Records provided.
Content starts
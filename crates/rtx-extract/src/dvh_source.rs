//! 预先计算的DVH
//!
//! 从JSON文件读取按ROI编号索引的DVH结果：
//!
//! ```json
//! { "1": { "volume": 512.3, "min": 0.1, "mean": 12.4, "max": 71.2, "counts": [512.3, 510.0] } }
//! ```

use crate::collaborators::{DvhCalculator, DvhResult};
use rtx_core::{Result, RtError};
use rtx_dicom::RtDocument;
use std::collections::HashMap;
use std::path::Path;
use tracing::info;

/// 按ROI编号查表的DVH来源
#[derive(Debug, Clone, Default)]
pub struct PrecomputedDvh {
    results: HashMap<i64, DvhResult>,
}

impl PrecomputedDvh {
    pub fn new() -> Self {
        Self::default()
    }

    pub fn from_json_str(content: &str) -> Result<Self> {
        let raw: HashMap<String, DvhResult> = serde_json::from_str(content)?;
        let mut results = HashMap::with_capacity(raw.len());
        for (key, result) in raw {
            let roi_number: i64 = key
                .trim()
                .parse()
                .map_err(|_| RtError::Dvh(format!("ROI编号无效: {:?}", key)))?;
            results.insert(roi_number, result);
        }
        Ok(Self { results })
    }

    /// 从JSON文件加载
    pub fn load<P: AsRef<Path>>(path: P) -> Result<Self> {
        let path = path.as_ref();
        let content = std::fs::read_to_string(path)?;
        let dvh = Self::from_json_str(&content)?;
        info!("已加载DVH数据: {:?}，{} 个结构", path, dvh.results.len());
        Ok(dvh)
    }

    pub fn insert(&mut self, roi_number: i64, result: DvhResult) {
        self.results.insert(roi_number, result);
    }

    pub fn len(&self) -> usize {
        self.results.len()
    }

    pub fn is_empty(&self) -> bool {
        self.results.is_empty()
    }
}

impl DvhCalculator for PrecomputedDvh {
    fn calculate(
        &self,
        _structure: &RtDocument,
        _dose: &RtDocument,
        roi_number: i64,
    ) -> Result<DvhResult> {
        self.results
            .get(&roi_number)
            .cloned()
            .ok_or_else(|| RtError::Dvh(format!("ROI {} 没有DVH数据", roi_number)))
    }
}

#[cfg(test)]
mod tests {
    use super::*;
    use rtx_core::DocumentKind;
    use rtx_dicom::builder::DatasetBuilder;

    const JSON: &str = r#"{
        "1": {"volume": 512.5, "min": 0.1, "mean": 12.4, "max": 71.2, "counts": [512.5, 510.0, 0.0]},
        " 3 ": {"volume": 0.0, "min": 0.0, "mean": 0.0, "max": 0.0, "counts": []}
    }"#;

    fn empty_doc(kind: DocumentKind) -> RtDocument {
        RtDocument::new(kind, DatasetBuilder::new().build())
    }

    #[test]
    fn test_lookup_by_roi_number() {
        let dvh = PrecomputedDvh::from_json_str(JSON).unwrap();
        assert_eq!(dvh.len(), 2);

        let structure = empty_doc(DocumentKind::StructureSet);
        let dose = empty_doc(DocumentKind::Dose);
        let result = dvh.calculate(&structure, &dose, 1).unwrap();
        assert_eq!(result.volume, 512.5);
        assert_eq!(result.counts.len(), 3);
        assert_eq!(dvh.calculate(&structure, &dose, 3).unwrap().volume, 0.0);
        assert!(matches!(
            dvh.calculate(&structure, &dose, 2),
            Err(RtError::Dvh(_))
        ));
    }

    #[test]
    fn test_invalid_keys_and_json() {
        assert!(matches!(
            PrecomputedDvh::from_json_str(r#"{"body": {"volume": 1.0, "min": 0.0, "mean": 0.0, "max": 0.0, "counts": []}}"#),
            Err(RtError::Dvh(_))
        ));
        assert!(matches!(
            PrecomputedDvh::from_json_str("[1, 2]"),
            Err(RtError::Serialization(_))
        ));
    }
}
Content ends
Content starts
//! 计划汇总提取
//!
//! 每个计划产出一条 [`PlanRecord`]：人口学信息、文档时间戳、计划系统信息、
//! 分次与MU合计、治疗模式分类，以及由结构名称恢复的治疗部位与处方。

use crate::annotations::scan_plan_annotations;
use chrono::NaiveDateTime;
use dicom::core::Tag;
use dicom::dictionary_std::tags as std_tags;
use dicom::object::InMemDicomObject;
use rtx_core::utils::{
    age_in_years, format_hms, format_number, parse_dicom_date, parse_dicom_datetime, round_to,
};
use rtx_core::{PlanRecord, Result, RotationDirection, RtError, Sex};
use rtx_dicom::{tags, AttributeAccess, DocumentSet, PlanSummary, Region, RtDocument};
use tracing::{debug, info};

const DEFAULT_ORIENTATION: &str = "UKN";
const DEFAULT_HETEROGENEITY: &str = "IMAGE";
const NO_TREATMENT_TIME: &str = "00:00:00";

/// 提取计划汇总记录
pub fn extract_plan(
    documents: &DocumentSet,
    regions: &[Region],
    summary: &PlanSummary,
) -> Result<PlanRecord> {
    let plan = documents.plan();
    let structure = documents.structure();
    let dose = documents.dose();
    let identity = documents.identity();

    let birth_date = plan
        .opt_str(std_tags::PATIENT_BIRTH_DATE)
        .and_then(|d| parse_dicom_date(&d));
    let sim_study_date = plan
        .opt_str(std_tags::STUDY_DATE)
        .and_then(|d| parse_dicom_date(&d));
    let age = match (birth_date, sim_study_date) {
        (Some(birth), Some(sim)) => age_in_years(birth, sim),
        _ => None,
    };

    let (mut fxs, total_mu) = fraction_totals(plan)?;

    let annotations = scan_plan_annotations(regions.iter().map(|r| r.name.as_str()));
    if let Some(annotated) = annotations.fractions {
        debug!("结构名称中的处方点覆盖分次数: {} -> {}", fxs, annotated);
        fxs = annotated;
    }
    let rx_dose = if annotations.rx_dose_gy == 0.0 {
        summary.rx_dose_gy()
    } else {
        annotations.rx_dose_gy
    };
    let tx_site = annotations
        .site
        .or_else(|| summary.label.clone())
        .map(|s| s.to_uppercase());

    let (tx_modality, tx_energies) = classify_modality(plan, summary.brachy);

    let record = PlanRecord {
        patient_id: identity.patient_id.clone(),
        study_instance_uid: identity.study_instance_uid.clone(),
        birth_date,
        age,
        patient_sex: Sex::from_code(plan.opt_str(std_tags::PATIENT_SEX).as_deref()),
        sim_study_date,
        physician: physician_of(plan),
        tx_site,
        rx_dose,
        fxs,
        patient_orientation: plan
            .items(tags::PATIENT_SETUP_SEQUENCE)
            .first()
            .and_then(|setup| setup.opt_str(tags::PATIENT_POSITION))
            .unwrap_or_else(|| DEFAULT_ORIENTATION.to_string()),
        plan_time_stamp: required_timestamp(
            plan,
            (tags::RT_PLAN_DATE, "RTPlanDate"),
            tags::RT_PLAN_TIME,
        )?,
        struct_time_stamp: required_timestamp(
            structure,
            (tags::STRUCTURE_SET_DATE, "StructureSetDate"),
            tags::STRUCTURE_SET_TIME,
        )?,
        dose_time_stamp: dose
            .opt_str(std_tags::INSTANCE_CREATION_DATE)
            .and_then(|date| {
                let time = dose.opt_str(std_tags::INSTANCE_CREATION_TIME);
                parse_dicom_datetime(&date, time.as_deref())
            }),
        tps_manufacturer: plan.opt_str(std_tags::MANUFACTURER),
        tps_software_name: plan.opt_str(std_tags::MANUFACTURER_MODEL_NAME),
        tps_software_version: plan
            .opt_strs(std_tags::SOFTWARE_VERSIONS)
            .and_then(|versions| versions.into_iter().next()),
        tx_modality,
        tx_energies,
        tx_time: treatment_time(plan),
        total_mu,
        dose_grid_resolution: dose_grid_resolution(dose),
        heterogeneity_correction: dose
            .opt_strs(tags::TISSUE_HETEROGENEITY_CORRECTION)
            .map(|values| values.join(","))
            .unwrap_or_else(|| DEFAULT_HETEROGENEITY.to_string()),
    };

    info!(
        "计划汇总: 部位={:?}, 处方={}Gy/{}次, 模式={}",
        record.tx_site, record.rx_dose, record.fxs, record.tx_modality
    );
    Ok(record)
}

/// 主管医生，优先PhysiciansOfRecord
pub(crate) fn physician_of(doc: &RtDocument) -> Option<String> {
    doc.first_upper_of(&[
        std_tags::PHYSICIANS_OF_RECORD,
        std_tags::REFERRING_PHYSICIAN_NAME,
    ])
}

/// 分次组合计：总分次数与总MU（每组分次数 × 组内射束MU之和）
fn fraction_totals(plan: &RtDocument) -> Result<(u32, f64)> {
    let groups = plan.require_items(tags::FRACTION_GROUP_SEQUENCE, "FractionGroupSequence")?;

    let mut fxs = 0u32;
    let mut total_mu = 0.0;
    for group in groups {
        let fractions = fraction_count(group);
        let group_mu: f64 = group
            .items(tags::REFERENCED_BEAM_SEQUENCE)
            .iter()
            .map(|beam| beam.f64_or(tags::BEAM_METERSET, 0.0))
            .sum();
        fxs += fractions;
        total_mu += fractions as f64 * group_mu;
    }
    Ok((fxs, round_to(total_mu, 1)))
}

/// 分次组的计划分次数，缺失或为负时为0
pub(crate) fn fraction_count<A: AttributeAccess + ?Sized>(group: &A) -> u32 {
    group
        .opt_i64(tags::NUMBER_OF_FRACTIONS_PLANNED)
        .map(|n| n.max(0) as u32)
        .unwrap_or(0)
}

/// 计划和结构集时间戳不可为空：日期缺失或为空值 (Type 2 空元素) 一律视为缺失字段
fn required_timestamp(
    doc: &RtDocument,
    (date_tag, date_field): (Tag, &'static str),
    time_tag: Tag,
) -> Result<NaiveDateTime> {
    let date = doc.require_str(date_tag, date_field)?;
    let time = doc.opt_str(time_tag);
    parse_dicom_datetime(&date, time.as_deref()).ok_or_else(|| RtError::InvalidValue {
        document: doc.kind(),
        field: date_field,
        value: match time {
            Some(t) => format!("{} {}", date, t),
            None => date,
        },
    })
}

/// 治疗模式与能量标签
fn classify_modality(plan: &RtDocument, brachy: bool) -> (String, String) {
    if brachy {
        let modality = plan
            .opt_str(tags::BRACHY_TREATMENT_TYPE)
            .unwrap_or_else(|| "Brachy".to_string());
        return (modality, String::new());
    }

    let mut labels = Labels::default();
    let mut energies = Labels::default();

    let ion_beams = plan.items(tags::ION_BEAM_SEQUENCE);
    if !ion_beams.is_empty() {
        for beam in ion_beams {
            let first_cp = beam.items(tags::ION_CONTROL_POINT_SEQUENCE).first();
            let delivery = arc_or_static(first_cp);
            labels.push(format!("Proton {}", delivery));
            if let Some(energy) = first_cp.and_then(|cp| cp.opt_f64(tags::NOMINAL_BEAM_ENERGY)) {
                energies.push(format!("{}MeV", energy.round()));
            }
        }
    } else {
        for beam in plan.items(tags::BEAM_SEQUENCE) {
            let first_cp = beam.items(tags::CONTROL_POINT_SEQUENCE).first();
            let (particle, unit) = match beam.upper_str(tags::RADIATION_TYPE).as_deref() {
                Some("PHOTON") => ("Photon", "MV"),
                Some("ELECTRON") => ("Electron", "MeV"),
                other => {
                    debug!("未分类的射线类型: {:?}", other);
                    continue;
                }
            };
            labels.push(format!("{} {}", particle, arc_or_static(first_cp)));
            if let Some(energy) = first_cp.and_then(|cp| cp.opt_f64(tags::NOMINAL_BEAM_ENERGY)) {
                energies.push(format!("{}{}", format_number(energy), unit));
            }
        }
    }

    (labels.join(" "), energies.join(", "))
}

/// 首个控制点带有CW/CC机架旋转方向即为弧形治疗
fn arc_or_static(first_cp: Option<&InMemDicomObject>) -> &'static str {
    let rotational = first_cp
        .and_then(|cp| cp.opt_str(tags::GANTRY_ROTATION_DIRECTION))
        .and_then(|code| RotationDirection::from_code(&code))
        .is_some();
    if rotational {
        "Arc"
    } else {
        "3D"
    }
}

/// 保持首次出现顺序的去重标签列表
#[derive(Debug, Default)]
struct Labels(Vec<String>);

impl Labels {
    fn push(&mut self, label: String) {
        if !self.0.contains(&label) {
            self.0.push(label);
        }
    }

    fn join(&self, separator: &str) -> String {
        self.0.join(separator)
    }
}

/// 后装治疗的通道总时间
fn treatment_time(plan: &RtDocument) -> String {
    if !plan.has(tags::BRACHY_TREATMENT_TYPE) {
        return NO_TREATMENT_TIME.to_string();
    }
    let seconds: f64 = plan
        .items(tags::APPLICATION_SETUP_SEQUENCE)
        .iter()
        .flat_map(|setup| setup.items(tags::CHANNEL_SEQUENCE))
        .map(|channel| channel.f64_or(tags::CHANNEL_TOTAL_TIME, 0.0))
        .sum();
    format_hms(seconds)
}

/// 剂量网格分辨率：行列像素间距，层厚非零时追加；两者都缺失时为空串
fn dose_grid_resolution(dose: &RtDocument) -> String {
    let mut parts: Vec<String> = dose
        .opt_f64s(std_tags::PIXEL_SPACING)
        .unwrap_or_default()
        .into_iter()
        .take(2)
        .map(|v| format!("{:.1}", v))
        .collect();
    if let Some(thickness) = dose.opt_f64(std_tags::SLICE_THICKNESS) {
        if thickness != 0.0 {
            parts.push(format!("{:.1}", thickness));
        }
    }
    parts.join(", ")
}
Content ends
Content starts
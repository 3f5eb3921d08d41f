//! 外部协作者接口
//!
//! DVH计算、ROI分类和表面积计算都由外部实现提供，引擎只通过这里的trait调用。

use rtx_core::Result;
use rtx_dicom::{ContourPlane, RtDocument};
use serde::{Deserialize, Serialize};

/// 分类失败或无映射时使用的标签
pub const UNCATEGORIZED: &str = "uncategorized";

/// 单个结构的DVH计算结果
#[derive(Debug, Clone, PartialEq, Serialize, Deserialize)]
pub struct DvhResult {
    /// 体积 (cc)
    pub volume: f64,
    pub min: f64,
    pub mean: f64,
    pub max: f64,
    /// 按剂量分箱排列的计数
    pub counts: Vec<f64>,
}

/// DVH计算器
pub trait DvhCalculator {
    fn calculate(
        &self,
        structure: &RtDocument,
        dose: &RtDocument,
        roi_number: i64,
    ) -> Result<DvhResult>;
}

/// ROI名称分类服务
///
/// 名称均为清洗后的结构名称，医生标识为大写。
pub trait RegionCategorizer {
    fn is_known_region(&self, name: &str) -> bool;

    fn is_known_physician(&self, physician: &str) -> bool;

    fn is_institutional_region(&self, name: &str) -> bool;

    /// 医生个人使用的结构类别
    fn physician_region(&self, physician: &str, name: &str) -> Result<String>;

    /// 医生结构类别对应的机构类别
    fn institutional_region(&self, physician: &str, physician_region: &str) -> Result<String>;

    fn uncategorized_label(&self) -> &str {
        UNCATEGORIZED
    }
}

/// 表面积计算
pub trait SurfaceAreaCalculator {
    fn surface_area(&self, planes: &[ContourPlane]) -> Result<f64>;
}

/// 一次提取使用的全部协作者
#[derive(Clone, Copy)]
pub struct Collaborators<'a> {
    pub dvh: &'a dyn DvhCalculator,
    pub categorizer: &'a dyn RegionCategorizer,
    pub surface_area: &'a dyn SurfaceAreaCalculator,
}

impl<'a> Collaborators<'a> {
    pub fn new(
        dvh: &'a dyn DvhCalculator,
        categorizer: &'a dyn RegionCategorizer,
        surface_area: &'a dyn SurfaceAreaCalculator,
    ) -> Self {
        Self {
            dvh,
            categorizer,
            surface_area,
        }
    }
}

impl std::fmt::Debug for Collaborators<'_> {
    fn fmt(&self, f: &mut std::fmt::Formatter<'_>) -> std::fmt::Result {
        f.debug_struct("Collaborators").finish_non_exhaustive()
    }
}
Content ends
Assignment.
The response must consist solely of the number of lines in the listing above that contain "calculate".

Written response.
5